→ **AIM OF THE TASK**: Copy out each line of the data below in which the string "CommandExecutor" appears.

** Opening SUPPLIED RECORDS block **

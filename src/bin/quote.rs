//! Price a product and print the installment options
//!
//! Optionally assembles a customer quote: prints the WhatsApp share link
//! and/or writes the HTML quote document.

use anyhow::{bail, Context, Result};
use chrono::{Local, NaiveDate};
use clap::Parser;
use installment_calculator::format::{format_currency, parse_amount};
use installment_calculator::{
    Calculator, CalculatorConfig, InstallmentRange, PricingRequest, Quote, QuoteMetadata, TableSelector,
};
use std::fs;
use std::path::PathBuf;

#[derive(Parser)]
#[command(name = "quote")]
#[command(author, version, about = "Installment plan calculator", long_about = None)]
struct Cli {
    /// Product price, e.g. 1299,90 or 1299.90
    #[arg(short, long, conflicts_with = "keys")]
    price: Option<String>,

    /// Key the price on the calculator instead, e.g. "450*3="
    #[arg(short, long)]
    keys: Option<String>,

    /// Interest table column (full/cheia or half/metade)
    #[arg(short, long)]
    table: Option<TableSelector>,

    /// Down payment amount
    #[arg(short, long)]
    down_payment: Option<String>,

    /// JSON configuration file
    #[arg(short, long)]
    config: Option<PathBuf>,

    /// Customer name for the quote
    #[arg(long)]
    customer: Option<String>,

    /// Product or service name for the quote
    #[arg(long)]
    product: Option<String>,

    /// Seller name for the quote
    #[arg(long)]
    seller: Option<String>,

    /// Quote date (YYYY-MM-DD), defaults to today
    #[arg(long)]
    date: Option<NaiveDate>,

    /// First installment count in the quote
    #[arg(long)]
    from: Option<u32>,

    /// Last installment count in the quote
    #[arg(long)]
    to: Option<u32>,

    /// Print the WhatsApp share link
    #[arg(long)]
    whatsapp: bool,

    /// Write the HTML quote to this file
    #[arg(long)]
    html: Option<PathBuf>,

    /// Print options as JSON instead of a table
    #[arg(long)]
    json: bool,
}

fn main() -> Result<()> {
    env_logger::init();

    let cli = Cli::parse();
    let config = CalculatorConfig::load_or_default(cli.config.as_deref()).context("Failed to load config")?;
    let engine = config.engine().context("Failed to build pricing engine")?;

    let base_price = match (&cli.price, &cli.keys) {
        (Some(price), _) => parse_amount(price).with_context(|| format!("Unreadable price '{}'", price))?,
        (None, Some(keys)) => {
            let mut calc = Calculator::new();
            calc.press_keys(keys)?;
            calc.value()
        }
        (None, None) => bail!("Provide a price with --price or --keys"),
    };

    let table = cli.table.unwrap_or(config.default_table);
    let request = match &cli.down_payment {
        Some(down) => PricingRequest {
            base_price,
            table,
            has_down_payment: true,
            down_payment: parse_amount(down),
        },
        None => PricingRequest::new(base_price, table),
    };

    let options = engine.price(&request)?;

    if cli.json {
        println!("{}", serde_json::to_string_pretty(&options)?);
    } else if options.is_empty() {
        println!("No installment plan available: the down payment covers the purchase.");
    } else {
        println!(
            "Price {} on the {} table (rounding: {})",
            format_currency(base_price),
            table,
            engine.policy().rounding
        );
        if request.has_down_payment {
            println!("{:<14} {:<12} {:>16}", "Down payment", "Plan", "Installment");
        } else {
            println!("{:<12} {:>16}", "Plan", "Installment");
        }
        for option in &options {
            if request.has_down_payment {
                println!(
                    "{:<14} {:<12} {:>16}",
                    option.down_payment_display,
                    option.label(),
                    option.value_display()
                );
            } else {
                println!("{:<12} {:>16}", option.label(), option.value_display());
            }
        }
    }

    if !cli.whatsapp && cli.html.is_none() {
        return Ok(());
    }

    let range = InstallmentRange::new(
        cli.from.unwrap_or(config.range_from),
        cli.to.unwrap_or(config.range_to),
    )?;
    let metadata = QuoteMetadata {
        customer_name: cli.customer,
        product_name: cli.product,
        quote_date: Some(cli.date.unwrap_or_else(|| Local::now().date_naive())),
        seller_name: cli.seller,
    };
    let quote = Quote::assemble(metadata, &options, request.has_down_payment, range)?.with_brand(config.brand);

    if cli.whatsapp {
        println!("\n{}", quote.whatsapp_url());
    }
    if let Some(path) = &cli.html {
        fs::write(path, quote.to_html()).with_context(|| format!("Failed to write {}", path.display()))?;
        println!("Quote written to {}", path.display());
    }

    Ok(())
}
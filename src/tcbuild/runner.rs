//! Runs a build plan and the optional library share step

use super::command::BuildPlan;
use super::error::{JobError, Result};
use std::path::PathBuf;
use std::process::Command;
use tracing::{debug, info, warn};

/// Exit code reported when a child process ends without one (killed by a signal).
pub const SIGNALLED_EXIT_CODE: i32 = 1;

/// Process execution seam so the runner can be tested without spawning.
pub trait CommandExecutor {
    /// Runs `program` with `args`, blocking until it exits. Returns the exit code.
    fn execute(&self, program: &str, args: &[String]) -> Result<i32>;
}

/// Spawns real child processes with inherited stdio.
#[derive(Debug, Default)]
pub struct SystemExecutor;

impl CommandExecutor for SystemExecutor {
    fn execute(&self, program: &str, args: &[String]) -> Result<i32> {
        debug!("Spawning {} {:?}", program, args);
        let status = Command::new(program)
            .args(args)
            .status()
            .map_err(|source| JobError::Spawn {
                program: program.to_string(),
                source,
            })?;

        Ok(status.code().unwrap_or_else(|| {
            warn!("{} terminated without an exit code", program);
            SIGNALLED_EXIT_CODE
        }))
    }
}

pub struct Runner<'e> {
    executor: &'e dyn CommandExecutor,
    share_script: PathBuf,
}

impl<'e> Runner<'e> {
    pub fn new(executor: &'e dyn CommandExecutor, share_script: impl Into<PathBuf>) -> Self {
        Self {
            executor,
            share_script: share_script.into(),
        }
    }

    /// Runs the plan and returns the exit code the job should report.
    ///
    /// After a successful library build the share script runs and its exit
    /// code replaces the build's, unless sharing is skipped.
    pub fn run(&self, plan: &BuildPlan, skip_share: bool, dry_run: bool) -> Result<i32> {
        info!("Command to run: {}", plan.command_line());
        info!("Expected steps: {}", plan.describe_steps());

        if dry_run {
            info!("Dry-run: exiting");
            return Ok(0);
        }

        let code = self.executor.execute(plan.program(), plan.args())?;
        info!("{} exited with code {}", plan.program(), code);

        if code == 0 && plan.produces_library && !skip_share {
            let script = self.share_script.display().to_string();
            info!("Sharing libraries with {}", script);
            return self.executor.execute(&script, &[]);
        }

        Ok(code)
    }
}

#[cfg(test)]
mod tests {
    use super::*;
    use std::cell::RefCell;
    use std::collections::VecDeque;

    /// Records invocations and replays canned exit codes.
    struct RecordingExecutor {
        calls: RefCell<Vec<(String, Vec<String>)>>,
        codes: RefCell<VecDeque<i32>>,
    }

    impl RecordingExecutor {
        fn with_codes(codes: &[i32]) -> Self {
            Self {
                calls: RefCell::new(Vec::new()),
                codes: RefCell::new(codes.iter().copied().collect()),
            }
        }

        fn programs(&self) -> Vec<String> {
            self.calls.borrow().iter().map(|(p, _)| p.clone()).collect()
        }
    }

    impl CommandExecutor for RecordingExecutor {
        fn execute(&self, program: &str, args: &[String]) -> Result<i32> {
            self.calls
                .borrow_mut()
                .push((program.to_string(), args.to_vec()));
            Ok(self.codes.borrow_mut().pop_front().unwrap_or(0))
        }
    }

    fn plan(produces_library: bool) -> BuildPlan {
        BuildPlan {
            command: vec![
                "TcBuild".to_string(),
                "-v".to_string(),
                "Motion.sln".to_string(),
            ],
            steps: vec!["build the project".to_string()],
            produces_library,
        }
    }

    const SHARE: &str = "/opt/tcci/share_twincat_libs.bat";

    #[test]
    fn test_dry_run_executes_nothing() {
        let executor = RecordingExecutor::with_codes(&[3]);
        let runner = Runner::new(&executor, SHARE);

        assert_eq!(runner.run(&plan(true), false, true).unwrap(), 0);
        assert!(executor.programs().is_empty());
    }

    #[test]
    fn test_build_only() {
        let executor = RecordingExecutor::with_codes(&[0]);
        let runner = Runner::new(&executor, SHARE);

        assert_eq!(runner.run(&plan(false), false, false).unwrap(), 0);
        let calls = executor.calls.borrow();
        assert_eq!(calls.len(), 1);
        assert_eq!(calls[0].0, "TcBuild");
        assert_eq!(calls[0].1, vec!["-v", "Motion.sln"]);
    }

    #[test]
    fn test_library_build_runs_share_and_returns_its_code() {
        let executor = RecordingExecutor::with_codes(&[0, 4]);
        let runner = Runner::new(&executor, SHARE);

        assert_eq!(runner.run(&plan(true), false, false).unwrap(), 4);
        assert_eq!(executor.programs(), vec!["TcBuild", SHARE]);
    }

    #[test]
    fn test_failed_build_skips_share() {
        let executor = RecordingExecutor::with_codes(&[2]);
        let runner = Runner::new(&executor, SHARE);

        assert_eq!(runner.run(&plan(true), false, false).unwrap(), 2);
        assert_eq!(executor.programs(), vec!["TcBuild"]);
    }

    #[test]
    fn test_skip_share() {
        let executor = RecordingExecutor::with_codes(&[0]);
        let runner = Runner::new(&executor, SHARE);

        assert_eq!(runner.run(&plan(true), true, false).unwrap(), 0);
        assert_eq!(executor.programs(), vec!["TcBuild"]);
    }

    #[test]
    fn test_system_executor_missing_program() {
        let err = SystemExecutor
            .execute("tcci-definitely-not-installed", &[])
            .unwrap_err();
        assert!(matches!(err, JobError::Spawn { .. }));
    }
}
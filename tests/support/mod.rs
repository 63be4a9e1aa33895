//! Shared helpers for the binary integration tests

use std::path::PathBuf;
use std::process::Command;

/// Locates a binary built alongside the test executable.
#[allow(dead_code)]
pub fn binary(name: &str) -> PathBuf {
    let mut path = std::env::current_exe().expect("Failed to get current executable path");
    path.pop();
    if path.ends_with("deps") {
        path.pop();
    }
    path.join(name)
}

#[allow(dead_code)]
pub fn fixture(relative: &str) -> PathBuf {
    PathBuf::from(env!("CARGO_MANIFEST_DIR"))
        .join("tests")
        .join("fixtures")
        .join(relative)
}

/// A command for `name` with a clean tcci environment.
#[allow(dead_code)]
pub fn command(name: &str) -> Command {
    let mut cmd = Command::new(binary(name));
    for key in [
        "RUST_LOG",
        "TCCI_LOG_LEVEL",
        "TCCI_LOG_JSON",
        "TCCI_BUILD_TOOL",
        "TCCI_BUILD_TIMEOUT_MINUTES",
        "TCCI_INSTALL_ROOT",
        "TCCI_SHARE_SCRIPT",
        "TCCI_TARGET_ADDRESS",
        "TCCI_TARGET_LABEL",
    ] {
        cmd.env_remove(key);
    }
    cmd.env("NO_COLOR", "1");
    cmd
}
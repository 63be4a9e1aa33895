//! tcci - CI helpers for TwinCAT repositories
//!
//! Two independent tools share this crate:
//!
//! - [`tcbuild`]: the Jenkins job driver. It inspects the `.sln`, `.tsproj`
//!   and `.plcproj` descriptors of a TwinCAT repository to decide whether to
//!   run static analysis, unit tests and library packaging, then invokes
//!   `TcBuild` with the matching flags (binary: `tcbuild-job`).
//! - [`travis`]: turns the `jobs` section of a legacy `.travis.yml` into a
//!   commented shell transcript (binary: `ci-transcribe`).
//!
//! # Example
//!
//! ```no_run
//! use tcci::fs::RealFileSystem;
//! use tcci::tcbuild::{plan_job, BuildFlags, JobOptions};
//! use tcci::JobConfig;
//!
//! # fn main() -> Result<(), Box<dyn std::error::Error>> {
//! let options = JobOptions {
//!     working_dir: std::env::current_dir()?,
//!     flags: BuildFlags { skip_tests: true, ..BuildFlags::default() },
//!     ..JobOptions::default()
//! };
//! let plan = plan_job(&options, &JobConfig::from_env()?, &RealFileSystem::new())?;
//! println!("{}", plan.command_line());
//! # Ok(())
//! # }
//! ```

pub mod cli;
pub mod config;
pub mod fs;
pub mod tcbuild;
pub mod travis;
pub mod util;

pub use config::{ConfigError, JobConfig};
pub use tcbuild::{JobError, JobOptions};
pub use travis::TranscribeError;
pub use util::{init_logging, LoggingConfig};

/// Library version
pub const VERSION: &str = env!("CARGO_PKG_VERSION");

/// Library name
pub const NAME: &str = env!("CARGO_PKG_NAME");

#[cfg(test)]
mod tests {
    use super::*;

    #[test]
    fn test_version_exists() {
        assert!(!VERSION.is_empty());
    }

    #[test]
    fn test_name_is_tcci() {
        assert_eq!(NAME, "tcci");
    }
}
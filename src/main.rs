use tcci::cli::JobArgs;
use tcci::fs::RealFileSystem;
use tcci::tcbuild::{run_job, SystemExecutor};
use tcci::{init_logging, JobConfig, LoggingConfig, VERSION};

use anyhow::{Context, Result};
use clap::Parser;
use std::env;
use std::process;
use tracing::{debug, error};

fn main() {
    let args = JobArgs::parse();
    init_logging(LoggingConfig::from_args(args.log_level.as_deref(), args.debug));

    debug!("tcbuild-job v{} starting", VERSION);
    debug!("Arguments: {:?}", args);

    let exit_code = match run(&args) {
        Ok(code) => code,
        Err(e) => {
            error!("{:#}", e);
            1
        }
    };

    process::exit(exit_code);
}

fn run(args: &JobArgs) -> Result<i32> {
    let config = JobConfig::from_env().context("Invalid tcci environment configuration")?;
    debug!("{}", config);

    let cwd = env::current_dir().context("Failed to determine the current directory")?;
    let options = args.to_options(cwd);

    let code = run_job(&options, &config, &RealFileSystem::new(), &SystemExecutor)
        .with_context(|| format!("TcBuild job in {} failed", options.working_dir.display()))?;
    Ok(code)
}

** Closing SUPPLIED RECORDS block **

→ **EXERCISE RESPONSE**:
pub trait CommandExecutor {
impl CommandExecutor for SystemExecutor {
    executor: &'e dyn CommandExecutor,
    pub fn new(executor: &'e dyn CommandExecutor, share_script: impl Into<PathBuf>) -> Self {
    impl CommandExecutor for RecordingExecutor {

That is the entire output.